(Saved data entries)
impl Cli {
    pub fn new(cfg: Config) -> Self {
        let store = LocalStore::new(cfg.data_path());
        Self { cfg, store }
    }

    pub async fn run(&self, args: &[String]) -> Result<()> {
        let cmd = args.first().map(String::as_str).unwrap_or("plan");
        let args = args.get(1..).unwrap_or(&[]);

        match cmd {
            "plan" => self.plan(args),
            "template" => self.template(args),
            "checklist" => self.checklist(args),
            "journal" => self.journal(args),
            "risk" => self.risk(args),
            "strategies" => self.strategies(args),
            "settings" => self.settings(args),
            "insights" => self.insights(args).await,
            "recommend" => self.recommend(args).await,
            "help" | "-h" | "--help" => {
                println!("{}", USAGE);
                Ok(())
            }
            other => bail!("unknown command '{}'\n\n{}", other, USAGE),
        }
    }

    fn plan_from_args(&self, args: &[String]) -> Result<TradePlan> {
        Ok(TradePlan::new(
            num(args, 0, "balance")?,
            num(args, 1, "risk%")?,
            num(args, 2, "entry")?,
            num(args, 3, "stop")?,
            num(args, 4, "target")?,
        ))
    }

    fn plan(&self, args: &[String]) -> Result<()> {
        let plan = if args.is_empty() {
            load_template(&self.store)
        } else {
            self.plan_from_args(args)?
        };
        let settings = Settings::load(&self.store);

        println!("\n{}", "=".repeat(50));
        println!("  TRADE PLAN  {}", plan.symbol);
        println!("{}", "=".repeat(50));
        println!("  Balance:     {}", format_usd(plan.account_balance));
        println!("  Risk:        {}%", plan.risk_percent);
        println!(
            "  Entry:       {:.2}   Stop: {:.2}   Target: {:.2}",
            plan.entry, plan.stop_loss, plan.take_profit
        );
        println!();

        let Some(calc) = plan.calculate() else {
            println!("  Fill in balance, risk, entry, stop and target to see the plan.");
            return Ok(());
        };

        println!("  SUMMARY ({})", calc.direction);
        println!("{}", RULE);
        println!("  Risk Amount:   {}", format_usd(calc.risk_amount));
        println!("  Risk / Unit:   {}", format_usd(calc.risk_per_unit));
        println!(
            "  Position Size: {:.4} {}",
            calc.position_size,
            plan.base_asset()
        );
        println!("  Trade Value:   {}", format_usd(calc.total_trade_value));
        println!(
            "  Margin (x{}):  {}",
            ASSUMED_LEVERAGE,
            format_usd(calc.margin_requirement)
        );
        println!("  Profit:        {}", format_usd(calc.potential_profit));
        println!("  R:R:           1:{:.2}", calc.risk_reward_ratio);

        if settings.proactive_help {
            println!();
            println!(
                "  Warnings fire above {:.0}% of balance at risk or a stop within {:.1}% of entry.",
                MAX_RISK_FRACTION * 100.0,
                MIN_STOP_DISTANCE * 100.0
            );
        }

        let warnings = plan.warnings();
        if !warnings.is_empty() {
            println!();
            println!("  WARNINGS");
            println!("{}", RULE);
            for w in &warnings {
                println!("  ! {}", w);
            }
        }

        if let Some(breach) = Guardrails::load(&self.store).check_plan(&plan) {
            println!();
            println!("  ! {}", breach);
        }
        Ok(())
    }

    fn template(&self, args: &[String]) -> Result<()> {
        if args.first().map(String::as_str) != Some("save") {
            bail!("usage: template save <balance> <risk%> <entry> <stop> <target> [symbol]");
        }
        let args = &args[1..];
        let mut plan = self.plan_from_args(args)?;
        if let Some(symbol) = args.get(5) {
            plan = plan.with_symbol(symbol);
        }
        plan.validate()?;
        save_template(&self.store, &plan)?;
        println!("Template saved: your plan has been saved as a template.");
        Ok(())
    }

    fn checklist(&self, args: &[String]) -> Result<()> {
        let risk = match args.first() {
            Some(_) => num(args, 0, "risk%")?,
            None => load_template(&self.store).risk_percent,
        };
        println!("\n  PRE-TRADE CHECKLIST ({}% risk)", risk);
        println!("{}", RULE);
        for item in pre_trade_checklist(risk) {
            println!("  - {}", item);
        }
        Ok(())
    }

    fn journal(&self, args: &[String]) -> Result<()> {
        let mut journal = Journal::open(self.store.clone());
        let sub = args.first().map(String::as_str).unwrap_or("list");
        let args = args.get(1..).unwrap_or(&[]);

        match sub {
            "add" => {
                let symbol = args.first().ok_or_else(|| anyhow!("missing <symbol>"))?;
                let dir = args.get(1).ok_or_else(|| anyhow!("missing <long|short>"))?;
                let direction = Direction::from_str_loose(dir)
                    .ok_or_else(|| anyhow!("direction must be long or short, got '{}'", dir))?;
                let mut trade = Trade::new(
                    symbol,
                    direction,
                    num(args, 2, "entry")?,
                    num(args, 3, "qty")?,
                );
                if args.len() > 4 {
                    trade = trade.with_leverage(num(args, 4, "leverage")?);
                }
                if args.len() > 5 {
                    trade = trade.with_commission(num(args, 5, "commission")?);
                }
                let added = journal.add(trade)?;
                println!("Trade saved: {}", added.id_str());
            }
            "exit" => {
                let id = args.first().ok_or_else(|| anyhow!("missing <id>"))?;
                let exit = Exit::new(Utc::now(), num(args, 1, "price")?, num(args, 2, "qty")?);
                let trade = journal.add_exit(id, exit)?;
                let p = pnl::compute(trade);
                println!(
                    "{} is {} with realised PnL {}",
                    trade.id_str(),
                    p.status.as_str(),
                    format_usd(p.realized_pnl)
                );
            }
            "list" => {
                if journal.is_empty() {
                    println!("No trades recorded yet.");
                }
                for t in journal.recent(20) {
                    let p = pnl::compute(t);
                    println!(
                        "  {:<22} {} {:<5} {:>10} @ {:>10.2} x{:<4} {:<8} {}",
                        t.id_str(),
                        t.entry_date.format("%Y-%m-%d"),
                        t.direction,
                        t.quantity,
                        t.entry_price,
                        t.leverage,
                        p.status.as_str(),
                        format_usd(p.realized_pnl)
                    );
                }
            }
            "stats" => print_stats(&PerformanceStats::from_trades(journal.trades())),
            other => bail!("unknown journal command '{}'", other),
        }
        Ok(())
    }

    fn risk(&self, args: &[String]) -> Result<()> {
        if args.first().map(String::as_str) == Some("profile") {
            let name = args.get(1).ok_or_else(|| anyhow!("missing <profile>"))?;
            let profile = RiskProfile::from_str_loose(name)
                .ok_or_else(|| anyhow!("unknown risk profile '{}'", name))?;
            profile.save(&self.store)?;
            println!("Your risk profile has been set to {}.", profile);
            return Ok(());
        }
        if args.first().map(String::as_str) == Some("guardrails") {
            let field = args.get(1).ok_or_else(|| anyhow!("missing <field>"))?;
            let value = args.get(2).ok_or_else(|| anyhow!("missing <value>"))?;
            let mut guardrails = Guardrails::load(&self.store);
            guardrails.set(field, value)?;
            guardrails.save(&self.store)?;
            println!("Guardrails updated.");
            for hint in guardrails.advisories() {
                println!("  ! {}", hint);
            }
            return Ok(());
        }

        let profile = RiskProfile::load(&self.store);
        let guardrails = Guardrails::load(&self.store);
        let journal = Journal::open(self.store.clone());
        let snapshot = BehaviourSnapshot::compute(
            journal.trades(),
            self.cfg.account_balance,
            self.cfg.tz(),
            Utc::now(),
        );

        println!("\n  RISK PROFILE: {}", profile);
        println!("{}", RULE);
        println!("  Drawdown:      {}", profile.drawdown());
        println!("  Risk / Trade:  {}", profile.risk_per_trade());
        println!("  Leverage:      {}", profile.leverage());
        println!();
        println!("  GUARDRAILS");
        println!("{}", RULE);
        println!("  Max Risk / Trade:  {}%", guardrails.max_risk_per_trade);
        println!("  Max Daily Loss:    {}%", guardrails.max_daily_loss);
        println!("  Max Trades / Day:  {}", guardrails.max_trades_per_day);
        println!("  Max Open:          {}", guardrails.max_concurrent_positions);
        for hint in guardrails.advisories() {
            println!("  ! {}", hint);
        }
        println!();
        println!("  TODAY ({}, {})", snapshot.date, self.cfg.tz());
        println!("{}", RULE);
        println!("  Trades:        {}", snapshot.trades_today);
        println!(
            "  Realised PnL:  {} ({:+.2}%)",
            format_usd(snapshot.realized_pnl_today),
            snapshot.daily_pnl_percent
        );
        println!("  Open:          {}", snapshot.open_positions);

        let mut breaches = guardrails.check(&snapshot);
        breaches.extend(guardrails.check_plan(&load_template(&self.store)));
        if !breaches.is_empty() {
            println!();
            for b in &breaches {
                println!("  ! {}", b);
            }
        }
        Ok(())
    }

    fn strategies(&self, args: &[String]) -> Result<()> {
        let mut book = StrategyBook::open(self.store.clone());

        if args.first().map(String::as_str) == Some("toggle") {
            let id = args.get(1).ok_or_else(|| anyhow!("missing <id>"))?;
            let status = book.toggle_status(id)?;
            println!("{} is now {}", id, status);
            return Ok(());
        }

        let filter = match args.first() {
            Some(raw) => StatusFilter::from_str_loose(raw)
                .ok_or_else(|| anyhow!("unknown status filter '{}'", raw))?,
            None => StatusFilter::All,
        };
        let shown = book.filter(filter);
        println!("\n  STRATEGIES ({}: {})", filter, shown.len());
        println!("{}", RULE);
        for s in shown {
            println!(
                "  {:<8} {:<24} {:<8} {:<15} {:>4} {:>4} trades  {:>5.1}% win  {:>12}  [{}]",
                s.id.as_deref().unwrap_or("-"),
                s.name,
                s.market,
                s.strategy_type,
                s.timeframe,
                s.trades_30d,
                s.win_rate,
                format_usd(s.net_pnl),
                s.status
            );
        }
        Ok(())
    }

    fn settings(&self, args: &[String]) -> Result<()> {
        let mut settings = Settings::load(&self.store);
        let mut i = 0;
        while i < args.len() {
            match args[i].as_str() {
                "help" => {
                    let value = match args.get(i + 1).map(String::as_str) {
                        Some("on") => true,
                        Some("off") => false,
                        _ => bail!("usage: settings help <on|off>"),
                    };
                    settings.set_proactive_help(&self.store, value)?;
                    i += 2;
                }
                "onboarded" => {
                    settings.set_onboarding_complete(&self.store, true)?;
                    i += 1;
                }
                other => bail!("unknown setting '{}'", other),
            }
        }
        println!("  Proactive help:       {}", settings.proactive_help);
        println!("  Onboarding complete:  {}", settings.onboarding_complete);
        Ok(())
    }

    async fn insights(&self, args: &[String]) -> Result<()> {
        let journal = Journal::open(self.store.clone());
        let input = PerformanceInsightsInput {
            trading_history: journal::history_summary(journal.trades()),
            risk_tolerance: args.first().cloned().unwrap_or_default(),
            investment_goals: rest(args, 1),
        };
        if let Err(errors) = input.validate() {
            print_outcome(&FlowOutcome::<PerformanceInsights>::invalid(errors));
            return Ok(());
        }
        let generator = HttpTextGenerator::new(&self.cfg)?;
        info!("Requesting performance insights from {}", generator.model());

        let outcome = analyze_performance(&generator, &input).await;
        print_outcome(&outcome);
        if let Some(r) = outcome.result {
            for (title, body) in [
                ("SUMMARY", &r.summary),
                ("STRENGTHS", &r.strengths),
                ("WEAKNESSES", &r.weaknesses),
                ("RISK TENDENCIES", &r.risk_tendencies),
                ("HABITS", &r.habits),
                ("RECOMMENDATIONS", &r.recommendations),
            ] {
                println!("\n  {}", title);
                println!("{}", RULE);
                println!("  {}", body);
            }
        }
        Ok(())
    }

    async fn recommend(&self, args: &[String]) -> Result<()> {
        let journal = Journal::open(self.store.clone());
        let history = journal::history_summary(journal.trades());
        if history.is_empty() {
            warn!("Journal is empty; recommendations will have no history to work from");
        }
        let input = TradePlanningRecommendationsInput {
            user_profile: rest(args, 0),
            historical_data: history,
        };
        if let Err(errors) = input.validate() {
            print_outcome(&FlowOutcome::<TradePlanningRecommendations>::invalid(errors));
            return Ok(());
        }
        let generator = HttpTextGenerator::new(&self.cfg)?;
        info!("Requesting trade planning recommendations from {}", generator.model());

        let outcome = get_recommendations(&generator, &input).await;
        print_outcome(&outcome);
        if let Some(r) = outcome.result {
            println!("\n{}", r.recommendations);
        }
        Ok(())
    }
}
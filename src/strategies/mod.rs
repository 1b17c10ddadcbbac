pub mod book;

pub use book::{seed_strategies, StatusFilter, StrategyBook, STRATEGIES_KEY};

Assignment — Find each line in the records holding the string "symbol" and show it.

Response to the task —
        println!("  TRADE PLAN  {}", plan.symbol);
            bail!("usage: template save <balance> <risk%> <entry> <stop> <target> [symbol]");
        if let Some(symbol) = args.get(5) {
            plan = plan.with_symbol(symbol);
                let symbol = args.first().ok_or_else(|| anyhow!("missing <symbol>"))?;
                    symbol,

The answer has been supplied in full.